Deferral of Mexican income from US tax:

If you are planning on making a living in Mexico or setting up a new business in Mexico it’s important to recognize that any of the income that you make in Mexico can still be taxed under US taxation especially if you are a resident of the United States or your initial location is in the United States.

The nice part about the deferral of Mexican income from the US taxes that you can start paying each taxable year after income taxes deferred. This means that in six taxation years you can defer your Mexican income from the US tax so that you no longer have to pay the extra taxation fees. Although this can be a little more expensive upfront this is one of the best ways that you can enjoy less taxes on your living in Mexico. Starting off with 25% in the first two years, 20% in the third year and then 15 in the fourth and fifth year you can reduce your income taxes substantially differing your US taxable income and ensuring greater income potential.

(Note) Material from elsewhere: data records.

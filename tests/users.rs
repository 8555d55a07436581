//! User endpoint tests: identity, rates, and project assignments.

use harvestapi::{CollectionParams, CreateRateRequest, CreateUserRequest, HarvestClient};
use rust_decimal::Decimal;
use wiremock::matchers::{body_json, method, path, query_param};
use wiremock::{Mock, MockServer, ResponseTemplate};

fn test_client(server: &MockServer) -> HarvestClient {
    HarvestClient::with_base_url(
        "12345",
        "access-token",
        "my-app",
        "dev@example.com",
        &server.uri(),
    )
    .unwrap()
}

#[tokio::test]
async fn me_returns_authenticated_user() {
    let server = MockServer::start().await;
    Mock::given(method("GET"))
        .and(path("/v2/users/me"))
        .respond_with(ResponseTemplate::new(200).set_body_json(serde_json::json!({
            "id": 1782959,
            "first_name": "Kim",
            "last_name": "Allen",
        })))
        .expect(1)
        .mount(&server)
        .await;

    let client = test_client(&server);
    let resp = client.users.me().await.unwrap();

    assert_eq!(resp.status_code, 200);
    assert_eq!(resp.data["id"], 1782959);
}

#[tokio::test]
async fn create_posts_required_and_set_fields() {
    let server = MockServer::start().await;
    Mock::given(method("POST"))
        .and(path("/v2/users"))
        .and(body_json(serde_json::json!({
            "first_name": "George",
            "last_name": "Frank",
            "email": "george@example.com",
            "is_contractor": false,
        })))
        .respond_with(ResponseTemplate::new(201).set_body_json(serde_json::json!({"id": 3})))
        .expect(1)
        .mount(&server)
        .await;

    let client = test_client(&server);
    client
        .users
        .create(CreateUserRequest {
            first_name: "George".to_string(),
            last_name: "Frank".to_string(),
            email: "george@example.com".to_string(),
            timezone: None,
            has_access_to_all_future_projects: None,
            is_contractor: Some(false),
            is_active: None,
            weekly_capacity: None,
            default_hourly_rate: None,
            cost_rate: None,
            roles: None,
        })
        .await
        .unwrap();
}

#[tokio::test]
async fn billable_rate_creation_targets_user_sub_path() {
    let server = MockServer::start().await;
    Mock::given(method("POST"))
        .and(path("/v2/users/3230547/billable_rates"))
        .and(body_json(serde_json::json!({
            "amount": 75.5,
            "start_date": "2023-01-01",
        })))
        .respond_with(ResponseTemplate::new(201).set_body_json(serde_json::json!({"id": 1836494})))
        .expect(1)
        .mount(&server)
        .await;

    let client = test_client(&server);
    let resp = client
        .users
        .create_billable_rate(
            3230547,
            CreateRateRequest {
                amount: Decimal::new(755, 1),
                start_date: Some("2023-01-01".parse().unwrap()),
            },
        )
        .await
        .unwrap();
    assert_eq!(resp.data["id"], 1836494);
}

#[tokio::test]
async fn cost_rates_share_the_rate_shape() {
    let server = MockServer::start().await;
    Mock::given(method("POST"))
        .and(path("/v2/users/3230547/cost_rates"))
        .and(body_json(serde_json::json!({"amount": 50.0})))
        .respond_with(ResponseTemplate::new(201).set_body_json(serde_json::json!({"id": 825301})))
        .expect(1)
        .mount(&server)
        .await;

    let client = test_client(&server);
    client
        .users
        .create_cost_rate(
            3230547,
            CreateRateRequest {
                amount: Decimal::new(50, 0),
                start_date: None,
            },
        )
        .await
        .unwrap();
}

#[tokio::test]
async fn my_project_assignments_lists_under_me() {
    let server = MockServer::start().await;
    Mock::given(method("GET"))
        .and(path("/v2/users/me/project_assignments"))
        .and(query_param("page", "1"))
        .respond_with(
            ResponseTemplate::new(200)
                .set_body_json(serde_json::json!({"project_assignments": []})),
        )
        .expect(1)
        .mount(&server)
        .await;

    let client = test_client(&server);
    let resp = client
        .users
        .my_project_assignments(CollectionParams {
            page: Some(1),
            ..Default::default()
        })
        .await
        .unwrap();
    assert!(resp.data["project_assignments"].as_array().unwrap().is_empty());
}
//! Time entry endpoints.

use std::sync::Arc;

use chrono::{DateTime, Utc};
use rust_decimal::Decimal;
use serde::Serialize;

use crate::client::Transport;
use crate::dates::HarvestDate;
use crate::error::Result;
use crate::params::{clamp_page, clamp_per_page};
use crate::response::HarvestResponse;

/// Encapsulates the Harvest API methods under `/time_entries`.
#[derive(Debug, Clone)]
pub struct TimeEntriesApi {
    base_url: &'static str,
    transport: Arc<Transport>,
}

/// Filter and pagination parameters for listing time entries.
#[derive(Debug, Clone, Default, Serialize)]
pub struct TimeEntryListParams {
    #[serde(skip_serializing_if = "Option::is_none")]
    pub user_id: Option<u64>,
    #[serde(skip_serializing_if = "Option::is_none")]
    pub client_id: Option<u64>,
    #[serde(skip_serializing_if = "Option::is_none")]
    pub project_id: Option<u64>,
    #[serde(skip_serializing_if = "Option::is_none")]
    pub task_id: Option<u64>,
    /// Only return entries tracked against the given external reference.
    #[serde(skip_serializing_if = "Option::is_none")]
    pub external_reference_id: Option<u64>,
    #[serde(skip_serializing_if = "Option::is_none")]
    pub is_billed: Option<bool>,
    /// Pass `true` for running timers only, `false` for stopped ones.
    #[serde(skip_serializing_if = "Option::is_none")]
    pub is_running: Option<bool>,
    #[serde(skip_serializing_if = "Option::is_none")]
    pub updated_since: Option<DateTime<Utc>>,
    /// Only return entries spent on or after this date.
    #[serde(skip_serializing_if = "Option::is_none")]
    pub from: Option<HarvestDate>,
    /// Only return entries spent on or before this date.
    #[serde(skip_serializing_if = "Option::is_none")]
    pub to: Option<HarvestDate>,
    #[serde(skip_serializing_if = "Option::is_none")]
    pub page: Option<u32>,
    #[serde(skip_serializing_if = "Option::is_none")]
    pub per_page: Option<u32>,
}

impl TimeEntryListParams {
    /// Clamp pagination bounds, same policy as
    /// [`CollectionParams::clamped`](crate::CollectionParams::clamped).
    #[must_use]
    pub fn clamped(mut self) -> Self {
        self.page = self.page.map(clamp_page);
        self.per_page = self.per_page.map(clamp_per_page);
        self
    }
}

/// A link from a time entry back to an object in an external system.
#[derive(Debug, Clone, Serialize)]
pub struct ExternalReference {
    pub id: u64,
    pub group_id: u64,
    pub account_id: u64,
    pub permalink: String,
}

/// Body for creating a time entry by duration.
///
/// Used when the company tracks time via durations; `hours` left unset
/// starts a running timer.
#[derive(Debug, Clone, Serialize)]
pub struct CreateTimeEntryViaDurationRequest {
    pub project_id: u64,
    pub task_id: u64,
    /// The date the time was spent.
    pub spent_date: HarvestDate,
    /// Defaults to the authenticated user; admins may log time for others.
    #[serde(skip_serializing_if = "Option::is_none")]
    pub user_id: Option<u64>,
    #[serde(skip_serializing_if = "Option::is_none")]
    pub hours: Option<Decimal>,
    #[serde(skip_serializing_if = "Option::is_none")]
    pub notes: Option<String>,
    #[serde(skip_serializing_if = "Option::is_none")]
    pub external_reference: Option<ExternalReference>,
}

/// Body for creating a time entry via start and end time.
///
/// Used when the company tracks time via start/end timestamps. Times are
/// clock strings like `"8:00am"`.
#[derive(Debug, Clone, Serialize)]
pub struct CreateTimeEntryViaStartEndRequest {
    pub project_id: u64,
    pub task_id: u64,
    pub spent_date: HarvestDate,
    #[serde(skip_serializing_if = "Option::is_none")]
    pub user_id: Option<u64>,
    #[serde(skip_serializing_if = "Option::is_none")]
    pub started_time: Option<String>,
    #[serde(skip_serializing_if = "Option::is_none")]
    pub ended_time: Option<String>,
    #[serde(skip_serializing_if = "Option::is_none")]
    pub notes: Option<String>,
    #[serde(skip_serializing_if = "Option::is_none")]
    pub external_reference: Option<ExternalReference>,
}

/// Body for updating a time entry. Unset fields are left unchanged.
#[derive(Debug, Clone, Default, Serialize)]
pub struct UpdateTimeEntryRequest {
    #[serde(skip_serializing_if = "Option::is_none")]
    pub project_id: Option<u64>,
    #[serde(skip_serializing_if = "Option::is_none")]
    pub task_id: Option<u64>,
    #[serde(skip_serializing_if = "Option::is_none")]
    pub spent_date: Option<HarvestDate>,
    #[serde(skip_serializing_if = "Option::is_none")]
    pub started_time: Option<String>,
    #[serde(skip_serializing_if = "Option::is_none")]
    pub ended_time: Option<String>,
    #[serde(skip_serializing_if = "Option::is_none")]
    pub hours: Option<Decimal>,
    #[serde(skip_serializing_if = "Option::is_none")]
    pub notes: Option<String>,
    #[serde(skip_serializing_if = "Option::is_none")]
    pub external_reference: Option<ExternalReference>,
}

impl TimeEntriesApi {
    pub(crate) fn new(transport: Arc<Transport>) -> Self {
        Self {
            base_url: "v2/time_entries",
            transport,
        }
    }

    /// Retrieves the time entries accessible to the currently authenticated
    /// user.
    pub async fn list(&self, params: TimeEntryListParams) -> Result<HarvestResponse> {
        self.transport
            .get_with_query(self.base_url, &params.clamped())
            .await
    }

    pub async fn get(&self, time_entry_id: u64) -> Result<HarvestResponse> {
        self.transport
            .get(&format!("{}/{}", self.base_url, time_entry_id))
            .await
    }

    pub async fn create_via_duration(
        &self,
        req: CreateTimeEntryViaDurationRequest,
    ) -> Result<HarvestResponse> {
        self.transport.post(self.base_url, &req).await
    }

    pub async fn create_via_start_end(
        &self,
        req: CreateTimeEntryViaStartEndRequest,
    ) -> Result<HarvestResponse> {
        self.transport.post(self.base_url, &req).await
    }

    pub async fn update(
        &self,
        time_entry_id: u64,
        req: UpdateTimeEntryRequest,
    ) -> Result<HarvestResponse> {
        self.transport
            .patch(&format!("{}/{}", self.base_url, time_entry_id), &req)
            .await
    }

    pub async fn delete(&self, time_entry_id: u64) -> Result<HarvestResponse> {
        self.transport
            .delete(&format!("{}/{}", self.base_url, time_entry_id))
            .await
    }

    /// Removes the external reference from a time entry; the entry itself
    /// is kept.
    pub async fn delete_external_reference(&self, time_entry_id: u64) -> Result<HarvestResponse> {
        self.transport
            .delete(&format!(
                "{}/{}/external_reference",
                self.base_url, time_entry_id
            ))
            .await
    }

    /// Restarts the timer on a stopped time entry.
    pub async fn restart(&self, time_entry_id: u64) -> Result<HarvestResponse> {
        self.transport
            .patch_empty(&format!("{}/{}/restart", self.base_url, time_entry_id))
            .await
    }

    /// Stops the timer on a running time entry.
    pub async fn stop(&self, time_entry_id: u64) -> Result<HarvestResponse> {
        self.transport
            .patch_empty(&format!("{}/{}/stop", self.base_url, time_entry_id))
            .await
    }
}

#[cfg(test)]
mod tests {
    use super::*;

    #[test]
    fn duration_request_omits_unset_fields() {
        let req = CreateTimeEntryViaDurationRequest {
            project_id: 14,
            task_id: 8,
            spent_date: "2022-12-01".parse().unwrap(),
            user_id: None,
            hours: None,
            notes: None,
            external_reference: None,
        };
        assert_eq!(
            serde_json::to_value(&req).unwrap(),
            serde_json::json!({
                "project_id": 14,
                "task_id": 8,
                "spent_date": "2022-12-01",
            })
        );
    }

    #[test]
    fn start_end_request_uses_clock_strings() {
        let req = CreateTimeEntryViaStartEndRequest {
            project_id: 14,
            task_id: 8,
            spent_date: "2022-12-01".parse().unwrap(),
            user_id: Some(1782959),
            started_time: Some("8:00am".to_string()),
            ended_time: Some("5:00pm".to_string()),
            notes: None,
            external_reference: None,
        };
        let value = serde_json::to_value(&req).unwrap();
        assert_eq!(value["started_time"], "8:00am");
        assert_eq!(value["ended_time"], "5:00pm");
    }

    #[test]
    fn list_params_clamp_pagination() {
        let params = TimeEntryListParams {
            page: Some(0),
            per_page: Some(5000),
            ..Default::default()
        }
        .clamped();
        assert_eq!(params.page, Some(1));
        assert_eq!(params.per_page, Some(2000));
    }
}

Permanent establishment in Mexico:

Creating a permanent establishment or permanent business implores a whole new set of taxation rules. Even if your company doesn’t have a physical office or location in Mexico, if you’re performing a number of business activities there on behalf of the company you could be recognized as a permanent establishment. Any permanent establishment is required to pay taxes in Mexico.

In order to condone a permanent establishment for your business and individual working for your company will need to be staying and working within Mexico for 183 days within a 12 month period. This rule also applies if companies are sending multiple employees for the same number of days. It’s important that companies prepare for this as all income that they earn within Mexico could be heavily taxed under Mexican taxes as well as US taxes.

US foreign tax credit rules:

When it comes to making a living in a different country, any employee will fall under foreign tax rule especially when they work for a number of days or experience a certain amount of gains for their business.

Gen. foreign tax credit rules assume that if you accurate any foreign taxes, a foreign source of income or you paid any type of foreign taxes you are also subject to paying US taxes on the same income. The nice part about these taxes however is that you can receive a reduction in US taxable income which is taken as a credit because you have already paid a substantial amount of tax to another nation. While you still will have to pay some form of US tax, the credits that you receive can sometimes balance out to an overall reduction in your US taxable assets and income.